The Milner-Rosenwald Academy building is a former Rosenwald School, located at 1560 Highland Street, Mount Dora, Florida. It was opened in 1926, based on a design by architect Frank L. Bodine, and served students up to 8th grade. The school closed in 1962.

== History ==
The school was constructed on the site of an older one-room school for African Americans, which burnt down in 1922. The construction of the new school, which commenced in 1925, was funded by the Rosenwald Foundation, local caucasian resident, Reverend Duncan C. Milner, a civil war veteran, who fought at the Battle of Chickamauga and public school funds. The school catered for African Americans from kindergarten to 8th grade and was operated by the Mount Dora school board.

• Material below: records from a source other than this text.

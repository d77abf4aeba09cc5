//! WebSocket mock of the realtime voice service.
//!
//! Accepts connections, records every client event and the handshake
//! headers, acknowledges `session.update`, and replays a scripted list of
//! server events when the first audio append arrives.

use std::sync::Arc;
use std::sync::atomic::{AtomicUsize, Ordering};
use std::time::Duration;

use futures::{SinkExt, StreamExt};
use parking_lot::Mutex;
use serde_json::{Value, json};
use tokio::net::{TcpListener, TcpStream};
use tokio::task::JoinHandle;
use tokio_tungstenite::accept_hdr_async;
use tokio_tungstenite::tungstenite::Message;
use tokio_tungstenite::tungstenite::handshake::server::{ErrorResponse, Request, Response};

/// What the mock does once the first `input_audio_buffer.append` arrives.
#[derive(Debug, Clone)]
pub enum OnFirstAppend {
    /// Send these events, then keep the connection open.
    Reply(Vec<Value>),
    /// Close the connection.
    Close,
}

#[derive(Debug)]
pub struct MockRealtimeState {
    on_first_append: OnFirstAppend,
    received: Mutex<Vec<Value>>,
    authorization: Mutex<Vec<String>>,
    beta_headers: Mutex<Vec<String>>,
    pub connections: AtomicUsize,
    pub closed_connections: AtomicUsize,
}

impl MockRealtimeState {
    pub fn received(&self) -> Vec<Value> {
        self.received.lock().clone()
    }

    /// `type` of every client event received, in order.
    pub fn received_types(&self) -> Vec<String> {
        self.received
            .lock()
            .iter()
            .filter_map(|v| v["type"].as_str().map(str::to_string))
            .collect()
    }

    pub fn authorization(&self) -> Vec<String> {
        self.authorization.lock().clone()
    }

    pub fn beta_headers(&self) -> Vec<String> {
        self.beta_headers.lock().clone()
    }

    /// Poll until `predicate` holds for the received events or `timeout` passes.
    pub async fn wait_for<F>(&self, timeout: Duration, predicate: F) -> bool
    where
        F: Fn(&[Value]) -> bool,
    {
        let deadline = tokio::time::Instant::now() + timeout;
        loop {
            if predicate(&self.received.lock()) {
                return true;
            }
            if tokio::time::Instant::now() >= deadline {
                return false;
            }
            tokio::time::sleep(Duration::from_millis(10)).await;
        }
    }

    pub async fn wait_for_closed(&self, count: usize, timeout: Duration) -> bool {
        let deadline = tokio::time::Instant::now() + timeout;
        while self.closed_connections.load(Ordering::SeqCst) < count {
            if tokio::time::Instant::now() >= deadline {
                return false;
            }
            tokio::time::sleep(Duration::from_millis(10)).await;
        }
        true
    }
}

pub struct MockRealtimeServer {
    /// Base URL to configure as the realtime endpoint
    pub url: String,
    pub state: Arc<MockRealtimeState>,
    handle: JoinHandle<()>,
}

impl MockRealtimeServer {
    pub async fn start(on_first_append: OnFirstAppend) -> Self {
        let listener = TcpListener::bind("127.0.0.1:0")
            .await
            .expect("Failed to bind mock realtime server");
        let addr = listener.local_addr().unwrap();

        let state = Arc::new(MockRealtimeState {
            on_first_append,
            received: Mutex::new(Vec::new()),
            authorization: Mutex::new(Vec::new()),
            beta_headers: Mutex::new(Vec::new()),
            connections: AtomicUsize::new(0),
            closed_connections: AtomicUsize::new(0),
        });

        let accept_state = state.clone();
        let handle = tokio::spawn(async move {
            while let Ok((stream, _)) = listener.accept().await {
                let state = accept_state.clone();
                tokio::spawn(async move {
                    handle_connection(stream, state.clone()).await;
                    state.closed_connections.fetch_add(1, Ordering::SeqCst);
                });
            }
        });

        Self {
            url: format!("ws://{addr}/v1/realtime"),
            state,
            handle,
        }
    }
}

impl Drop for MockRealtimeServer {
    fn drop(&mut self) {
        self.handle.abort();
    }
}

async fn handle_connection(stream: TcpStream, state: Arc<MockRealtimeState>) {
    let header_state = state.clone();
    let callback = move |req: &Request, resp: Response| -> Result<Response, ErrorResponse> {
        let header = |name: &str| {
            req.headers()
                .get(name)
                .and_then(|v| v.to_str().ok())
                .unwrap_or_default()
                .to_string()
        };
        header_state.authorization.lock().push(header("authorization"));
        header_state.beta_headers.lock().push(header("openai-beta"));
        Ok(resp)
    };

    let Ok(ws) = accept_hdr_async(stream, callback).await else {
        return;
    };
    state.connections.fetch_add(1, Ordering::SeqCst);
    let (mut write, mut read) = ws.split();

    let created = json!({
        "type": "session.created",
        "session": {"id": "sess_mock", "model": "gpt-4o-realtime-preview-2024-10-01"}
    });
    if write.send(Message::Text(created.to_string().into())).await.is_err() {
        return;
    }

    let mut appended = false;
    while let Some(Ok(message)) = read.next().await {
        let text = match message {
            Message::Text(text) => text.as_str().to_owned(),
            Message::Close(_) => break,
            _ => continue,
        };
        let Ok(event) = serde_json::from_str::<Value>(&text) else {
            continue;
        };
        let kind = event["type"].as_str().unwrap_or_default().to_string();
        state.received.lock().push(event);

        match kind.as_str() {
            "session.update" => {
                let updated = json!({"type": "session.updated", "session": {"id": "sess_mock"}});
                if write.send(Message::Text(updated.to_string().into())).await.is_err() {
                    return;
                }
            }
            "input_audio_buffer.append" if !appended => {
                appended = true;
                match &state.on_first_append {
                    OnFirstAppend::Reply(events) => {
                        for event in events {
                            if write
                                .send(Message::Text(event.to_string().into()))
                                .await
                                .is_err()
                            {
                                return;
                            }
                        }
                    }
                    OnFirstAppend::Close => {
                        let _ = write.send(Message::Close(None)).await;
                        return;
                    }
                }
            }
            _ => {}
        }
    }
}
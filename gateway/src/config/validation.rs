//! Configuration validation logic.

use super::ServerConfig;
use crate::core::realtime::openai::{
    OpenAIRealtimeAudioFormat, OpenAIRealtimeModel, OpenAIRealtimeVoice,
};

/// Temperature range accepted by the realtime API.
const TEMPERATURE_RANGE: std::ops::RangeInclusive<f32> = 0.6..=1.2;

/// Validate the whole configuration.
pub fn validate_config(config: &ServerConfig) -> Result<(), String> {
    validate_api_key(&config.openai_api_key)?;
    validate_realtime_url(&config.realtime_url)?;
    validate_realtime_names(&config.realtime_model, &config.voice, &config.audio_format)?;
    validate_temperature(config.temperature)?;
    validate_turn_detection(config.vad_threshold, config.vad_silence_duration_ms)?;
    Ok(())
}

/// The voice-service credential is mandatory; the process must not start without it.
pub fn validate_api_key(key: &str) -> Result<(), String> {
    if key.trim().is_empty() {
        return Err(
            "OPENAI_API_KEY is required. Set it in the environment, .env, or realtime.api_key in YAML"
                .to_string(),
        );
    }
    Ok(())
}

pub fn validate_realtime_url(url: &str) -> Result<(), String> {
    let parsed =
        url::Url::parse(url).map_err(|e| format!("Invalid OPENAI_REALTIME_URL '{url}': {e}"))?;
    match parsed.scheme() {
        "ws" | "wss" => Ok(()),
        other => Err(format!(
            "OPENAI_REALTIME_URL must use ws:// or wss://, got '{other}://'"
        )),
    }
}

pub fn validate_realtime_names(model: &str, voice: &str, audio_format: &str) -> Result<(), String> {
    if OpenAIRealtimeModel::parse(model).is_none() {
        return Err(format!("Unsupported realtime model '{model}'"));
    }
    if OpenAIRealtimeVoice::parse(voice).is_none() {
        return Err(format!("Unsupported realtime voice '{voice}'"));
    }
    if OpenAIRealtimeAudioFormat::parse(audio_format).is_none() {
        return Err(format!(
            "Unsupported audio format '{audio_format}' (expected g711_ulaw, g711_alaw or pcm16)"
        ));
    }
    Ok(())
}

pub fn validate_temperature(temperature: f32) -> Result<(), String> {
    if !TEMPERATURE_RANGE.contains(&temperature) {
        return Err(format!(
            "Temperature {temperature} is out of range ({}..={})",
            TEMPERATURE_RANGE.start(),
            TEMPERATURE_RANGE.end()
        ));
    }
    Ok(())
}

pub fn validate_turn_detection(threshold: f32, silence_duration_ms: u32) -> Result<(), String> {
    if !(0.0..=1.0).contains(&threshold) {
        return Err(format!("VAD threshold {threshold} must be between 0.0 and 1.0"));
    }
    if silence_duration_ms == 0 {
        return Err("VAD silence duration must be greater than 0 ms".to_string());
    }
    Ok(())
}
//! OpenAI Realtime API connector.
//!
//! Opens the voice-service WebSocket for one call and builds the
//! `session.update` payload the negotiator sends before audio flows.
//!
//! # API Reference
//!
//! - Endpoint: `wss://api.openai.com/v1/realtime?model=<model>`
//! - Protocol: WebSocket with JSON events
//! - Audio: G.711 u-law at 8kHz by default, base64 encoded
//!
//! Unlike a general-purpose realtime client this type does not own a reader
//! task or callbacks. The socket is handed to the call bridge, which runs the
//! read loop itself so that both legs of a call share one lifecycle.

use http::HeaderValue;
use http::header::AUTHORIZATION;
use tokio::net::TcpStream;
use tokio_tungstenite::tungstenite::client::IntoClientRequest;
use tokio_tungstenite::{MaybeTlsStream, WebSocketStream};
use zeroize::Zeroizing;

use super::config::{
    Modality, OPENAI_BETA_HEADER, OpenAIRealtimeAudioFormat, OpenAIRealtimeModel,
    OpenAIRealtimeVoice,
};
use super::messages::{SessionConfig, TurnDetection};
use crate::core::realtime::base::{RealtimeConfig, RealtimeError, RealtimeResult};

/// WebSocket connection to the realtime service.
pub type RealtimeSocket = WebSocketStream<MaybeTlsStream<TcpStream>>;

// =============================================================================
// OpenAI Realtime Connector
// =============================================================================

/// OpenAI Realtime API connector.
///
/// Cheap to clone; one instance is created at startup and shared by all calls.
#[derive(Debug, Clone)]
pub struct OpenAIRealtime {
    /// Configuration
    config: RealtimeConfig,
    /// Parsed model
    model: OpenAIRealtimeModel,
    /// Parsed voice
    voice: OpenAIRealtimeVoice,
    /// Audio format used for both directions
    audio_format: OpenAIRealtimeAudioFormat,
}

impl OpenAIRealtime {
    /// Create a connector, validating the credential and endpoint up front.
    pub fn new(config: RealtimeConfig) -> RealtimeResult<Self> {
        if config.api_key.trim().is_empty() {
            return Err(RealtimeError::AuthenticationFailed(
                "API key is required".to_string(),
            ));
        }

        let parsed = url::Url::parse(&config.url).map_err(|e| {
            RealtimeError::InvalidConfiguration(format!("Invalid realtime URL '{}': {e}", config.url))
        })?;
        if !matches!(parsed.scheme(), "ws" | "wss") {
            return Err(RealtimeError::InvalidConfiguration(format!(
                "Realtime URL must use ws:// or wss://, got '{}'",
                config.url
            )));
        }

        let model = if config.model.is_empty() {
            OpenAIRealtimeModel::default()
        } else {
            OpenAIRealtimeModel::from_str_or_default(&config.model)
        };

        let voice = config
            .voice
            .as_deref()
            .map(OpenAIRealtimeVoice::from_str_or_default)
            .unwrap_or_default();

        let audio_format = config
            .audio_format
            .as_deref()
            .map(OpenAIRealtimeAudioFormat::from_str_or_default)
            .unwrap_or_default();

        Ok(Self {
            config,
            model,
            voice,
            audio_format,
        })
    }

    /// Get the configured model.
    pub fn model(&self) -> OpenAIRealtimeModel {
        self.model
    }

    /// Get the configured voice.
    pub fn voice(&self) -> OpenAIRealtimeVoice {
        self.voice
    }

    /// Get the configured audio format.
    pub fn audio_format(&self) -> OpenAIRealtimeAudioFormat {
        self.audio_format
    }

    /// Build the WebSocket URL with model parameter.
    pub fn ws_url(&self) -> String {
        let separator = if self.config.url.contains('?') { '&' } else { '?' };
        format!("{}{}model={}", self.config.url, separator, self.model.as_str())
    }

    /// Build the session configuration sent once per call.
    pub fn session_config(&self) -> SessionConfig {
        let td = &self.config.turn_detection;
        SessionConfig {
            turn_detection: Some(TurnDetection::ServerVad {
                threshold: Some(td.threshold),
                prefix_padding_ms: td.prefix_padding_ms,
                silence_duration_ms: Some(td.silence_duration_ms),
                create_response: Some(td.create_response),
                interrupt_response: Some(td.interrupt_response),
            }),
            input_audio_format: Some(self.audio_format.as_str().to_string()),
            output_audio_format: Some(self.audio_format.as_str().to_string()),
            voice: Some(self.voice.as_str().to_string()),
            instructions: self.config.instructions.clone(),
            modalities: Some(
                self.config
                    .modalities
                    .clone()
                    .unwrap_or_else(Modality::text_and_audio),
            ),
            temperature: self.config.temperature,
        }
    }

    /// Open the WebSocket to the realtime service.
    ///
    /// Failure here is fatal to the call; there is no retry.
    pub async fn connect(&self) -> RealtimeResult<RealtimeSocket> {
        let url = self.ws_url();

        let mut request = url
            .as_str()
            .into_client_request()
            .map_err(|e| RealtimeError::ConnectionFailed(e.to_string()))?;

        let bearer = Zeroizing::new(format!("Bearer {}", self.config.api_key.as_str()));
        let mut bearer = HeaderValue::from_str(&bearer)
            .map_err(|e| RealtimeError::InvalidConfiguration(format!("Invalid API key: {e}")))?;
        bearer.set_sensitive(true);
        let headers = request.headers_mut();
        headers.insert(AUTHORIZATION, bearer);
        headers.insert("OpenAI-Beta", HeaderValue::from_static(OPENAI_BETA_HEADER));

        let (socket, _response) = tokio_tungstenite::connect_async(request)
            .await
            .map_err(|e| RealtimeError::ConnectionFailed(e.to_string()))?;

        tracing::info!(model = %self.model, "Connected to OpenAI Realtime API");
        Ok(socket)
    }
}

In 1955 a new Milner-Rosenwald school building was built nearby, at 1250 Grant Avenue, which catered for the lower grades, whilst the original school building catered for the upper grades (up to 8th grade). In 1962 the new school was expanded and all students were moved to the single campus. In 1972, following the end of racial segregation in the Florida education system, the new school was renamed Mount Dora Middle School. The original school building was used to house the community's first kindergarten, followed by a branch library, local youth center and is currently used by the Head Start program.

In 2004, the state awarded it a Florida Historic Marker. In 2009 the building failed to get recognized on the National Register of Historic Places due to early structural alterations to the original large windows.